Question 3 True / False
The rapid population growth that occurs in Stage 2 of the DTM is a temporary condition produced by a lag between two trends, not a stable or permanent feature of that stage.
TTrue
FFalse
Answer: True
Stage 2 growth is inherently transitional. It is produced by the gap between fast-falling death rates (driven by medical/sanitation technology) and still-high birth rates (shaped by deep social norms). Stage 2 ends when social changes eventually bring birth rates down too, entering Stage 3. The population explosion is not a stable equilibrium but a surge produced by asymmetric timing of two different causal processes. The 'population bomb' rhetoric of the 1960s mistook this transitional dynamic for a permanent condition.
Question 4 True / False
Economic growth — specifically rising incomes — is the primary and most direct cause of fertility decline in Stage 3 of the DTM.
TTrue
FFalse
Answer: False
Income growth correlates with fertility decline but is not the most direct cause. The proximate drivers are urbanization (which shifts children from economic assets to costs), expansion of women's education (raising the opportunity cost of childrearing and shifting bargaining power), and access to contraception (allowing preferences to be actualized).

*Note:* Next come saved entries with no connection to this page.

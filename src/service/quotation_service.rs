use crate::config::bank_info_conf::BankInfoConfig;
use crate::dto::webhook_dto::QuoteEmailRequest;
use crate::model::quotation::{next_quote_number, Quotation};
use crate::repository::quotation_repo::{CascadeDeleteResult, QuotationRepository};
use crate::repository::record_repo::UpsertOutcome;
use crate::util::email::{quotation_message, Mailer};
use crate::util::error::ServiceError;
use async_trait::async_trait;
use chrono::{Datelike, Local, NaiveDate};
use std::sync::Arc;
use tracing::{error, info, instrument, warn};
use validator::Validate;

#[async_trait]
pub trait QuotationService: Send + Sync {
    async fn list_quotations(&self) -> Result<Vec<Quotation>, ServiceError>;
    async fn save_quotation(&self, quotation: Quotation) -> Result<UpsertOutcome, ServiceError>;
    async fn delete_quotation(&self, id: &str) -> Result<CascadeDeleteResult, ServiceError>;
    /// Mail the quotation to its client. Returns the recipient address.
    async fn send_quotation_email(&self, quotation: Quotation) -> Result<String, ServiceError>;
}

pub struct QuotationServiceImpl {
    repo: Arc<dyn QuotationRepository>,
    bank: BankInfoConfig,
    quote_prefix: String,
    mailer: Option<Arc<dyn Mailer>>,
}

impl QuotationServiceImpl {
    pub fn new(
        repo: Arc<dyn QuotationRepository>,
        bank: BankInfoConfig,
        quote_prefix: impl Into<String>,
        mailer: Option<Arc<dyn Mailer>>,
    ) -> Self {
        Self { repo, bank, quote_prefix: quote_prefix.into(), mailer }
    }

    /// Year a quotation is numbered in: its creation date, else today.
    fn numbering_year(quotation: &Quotation) -> i32 {
        NaiveDate::parse_from_str(quotation.created_at.trim(), "%Y-%m-%d")
            .map(|d| d.year())
            .unwrap_or_else(|_| Local::now().year())
    }
}

#[async_trait]
impl QuotationService for QuotationServiceImpl {
    #[instrument(skip(self))]
    async fn list_quotations(&self) -> Result<Vec<Quotation>, ServiceError> {
        let mut quotations = self.repo.list().await?;
        for quotation in quotations.iter_mut() {
            self.bank.apply_default(&mut quotation.bank_info);
        }
        Ok(quotations)
    }

    #[instrument(skip(self, quotation), fields(id = %quotation.id))]
    async fn save_quotation(&self, mut quotation: Quotation) -> Result<UpsertOutcome, ServiceError> {
        if quotation.id.trim().is_empty() {
            return Err(ServiceError::MissingRequiredField("id".to_string()));
        }
        if quotation.created_at.trim().is_empty() {
            quotation.created_at = Local::now().format("%Y-%m-%d").to_string();
        }
        if quotation.quote_number.trim().is_empty() {
            let existing = self.repo.list().await?;
            let stored = existing
                .iter()
                .find(|q| q.id.trim() == quotation.id.trim() && !q.quote_number.trim().is_empty());
            quotation.quote_number = match stored {
                Some(stored) => stored.quote_number.clone(),
                None => {
                    let year = Self::numbering_year(&quotation);
                    let number = next_quote_number(
                        &self.quote_prefix,
                        year,
                        existing.iter().map(|q| q.quote_number.as_str()),
                    );
                    info!(quote_number = %number, "Assigned quote number");
                    number
                }
            };
        }
        self.bank.apply_default(&mut quotation.bank_info);

        let outcome = self.repo.save(quotation).await.map_err(|e| {
            error!("Failed to save quotation: {}", e);
            ServiceError::from(e)
        })?;
        Ok(outcome)
    }

    #[instrument(skip(self))]
    async fn delete_quotation(&self, id: &str) -> Result<CascadeDeleteResult, ServiceError> {
        let result = self.repo.delete_cascade(id).await?;
        if result.total() == 0 {
            warn!(target_id = %id.trim(), "Nothing matched the quotation id");
        }
        Ok(result)
    }

    #[instrument(skip(self, quotation), fields(quote_number = %quotation.quote_number))]
    async fn send_quotation_email(&self, mut quotation: Quotation) -> Result<String, ServiceError> {
        let request = QuoteEmailRequest::from(&quotation);
        request
            .validate()
            .map_err(|e| ServiceError::InvalidInput(format!("Cannot e-mail quotation: {}", e)))?;

        let mailer = self.mailer.as_ref().ok_or_else(|| {
            warn!("Quotation e-mail requested but SMTP is not configured");
            ServiceError::InternalError("E-mail is not configured".to_string())
        })?;

        self.bank.apply_default(&mut quotation.bank_info);
        let message = quotation_message(&quotation, mailer.sender_name());
        mailer.send_email(message).await.map_err(|e| {
            error!("Failed to send quotation e-mail: {}", e);
            ServiceError::InternalError(e.to_string())
        })?;
        info!(to = %request.to, "Quotation e-mailed");
        Ok(request.to)
    }
}

#[cfg(test)]
mod tests {
    use super::*;
    use crate::repository::quotation_repo::SheetQuotationRepository;
    use crate::repository::sheet_store::InMemorySheetStore;
    use crate::util::email::{EmailError, EmailMessage};
    use tokio::sync::Mutex;

    #[derive(Default)]
    struct RecordingMailer {
        sent: Mutex<Vec<EmailMessage>>,
    }

    #[async_trait]
    impl Mailer for RecordingMailer {
        async fn send_email(&self, message: EmailMessage) -> Result<(), EmailError> {
            self.sent.lock().await.push(message);
            Ok(())
        }

        fn sender_name(&self) -> &str {
            "Zeno Studio"
        }
    }

    fn service(mailer: Option<Arc<dyn Mailer>>) -> QuotationServiceImpl {
        let repo = Arc::new(SheetQuotationRepository::new(Arc::new(InMemorySheetStore::new())));
        QuotationServiceImpl::new(repo, BankInfoConfig::from_test_env(), "ZN", mailer)
    }

    fn draft(id: &str, created_at: &str) -> Quotation {
        Quotation { id: id.into(), created_at: created_at.into(), ..Default::default() }
    }

    #[tokio::test]
    async fn test_save_assigns_sequential_numbers() {
        let service = service(None);
        service.save_quotation(draft("Q1", "2026-02-01")).await.unwrap();
        service.save_quotation(draft("Q2", "2026-03-01")).await.unwrap();
        let listed = service.list_quotations().await.unwrap();
        let numbers: Vec<&str> = listed.iter().map(|q| q.quote_number.as_str()).collect();
        assert_eq!(numbers, vec!["ZN-2026-001", "ZN-2026-002"]);
    }

    #[tokio::test]
    async fn test_list_fills_default_bank() {
        let service = service(None);
        service.save_quotation(draft("Q1", "2026-02-01")).await.unwrap();
        let listed = service.list_quotations().await.unwrap();
        assert_eq!(listed[0].bank_info.bank_code, "812");
    }

    #[tokio::test]
    async fn test_save_requires_id() {
        let err = service(None).save_quotation(draft(" ", "")).await.unwrap_err();
        assert_eq!(err, ServiceError::MissingRequiredField("id".to_string()));
    }

    #[tokio::test]
    async fn test_email_without_smtp_fails() {
        let quotation = Quotation {
            quote_number: "ZN-2026-001".into(),
            client_email: "veg8@example.com".into(),
            ..Default::default()
        };
        let err = service(None).send_quotation_email(quotation).await.unwrap_err();
        assert!(matches!(err, ServiceError::InternalError(_)));
    }

    #[tokio::test]
    async fn test_email_sent_to_client() {
        let mailer = Arc::new(RecordingMailer::default());
        let service = service(Some(mailer.clone() as Arc<dyn Mailer>));
        let quotation = Quotation {
            quote_number: "ZN-2026-001".into(),
            client_email: "veg8@example.com".into(),
            ..Default::default()
        };
        let to = service.send_quotation_email(quotation).await.unwrap();
        assert_eq!(to, "veg8@example.com");
        let sent = mailer.sent.lock().await;
        assert_eq!(sent.len(), 1);
        assert!(sent[0].subject.starts_with("[Zeno Studio] ZN-2026-001"));
        assert!(sent[0].text_body.as_deref().unwrap_or_default().contains("812"));
    }

    #[tokio::test]
    async fn test_email_rejects_bad_address() {
        let mailer = Arc::new(RecordingMailer::default());
        let quotation = Quotation { quote_number: "ZN-2026-001".into(), client_email: "nope".into(), ..Default::default() };
        let err = service(Some(mailer as Arc<dyn Mailer>)).send_quotation_email(quotation).await.unwrap_err();
        assert!(matches!(err, ServiceError::InvalidInput(_)));
    }
}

Rich countries can maintain high fertility if these other factors don't change, and rapid fertility decline can occur in relatively poor countries if girls' education expands quickly. The misconception that 'wealth automatically reduces fertility' oversimplifies what is fundamentally a social transformation, not merely an income effect.
Question 5 Short Answer
Explain why Stage 2 of the DTM produces rapid population growth, using the different causal mechanisms that make death rates and birth rates respond at different speeds.
Think about your answer, then reveal below.
Model answer: Death rates fall quickly because mortality reduction is driven by technological interventions — vaccines, clean water, sanitation — that can be implemented within years. Birth rates remain high because they reflect deeply embedded cultural norms and family-size preferences calibrated to old mortality environments, which change only across generations. This lag widens the gap between births and deaths (natural increase), producing rapid population growth until social transformation eventually brings birth rates down.
The asymmetry is causal, not coincidental: you can import a vaccine or build a water treatment plant in years, but you cannot quickly change how many children parents want or the economic conditions that shape those preferences. This is why Stage 2 population growth is not a policy failure — it is an inherent consequence of the sequencing of development, where life-saving technology diffuses faster than the social transformations (urbanization, education, women's autonomy) that eventually reduce fertility.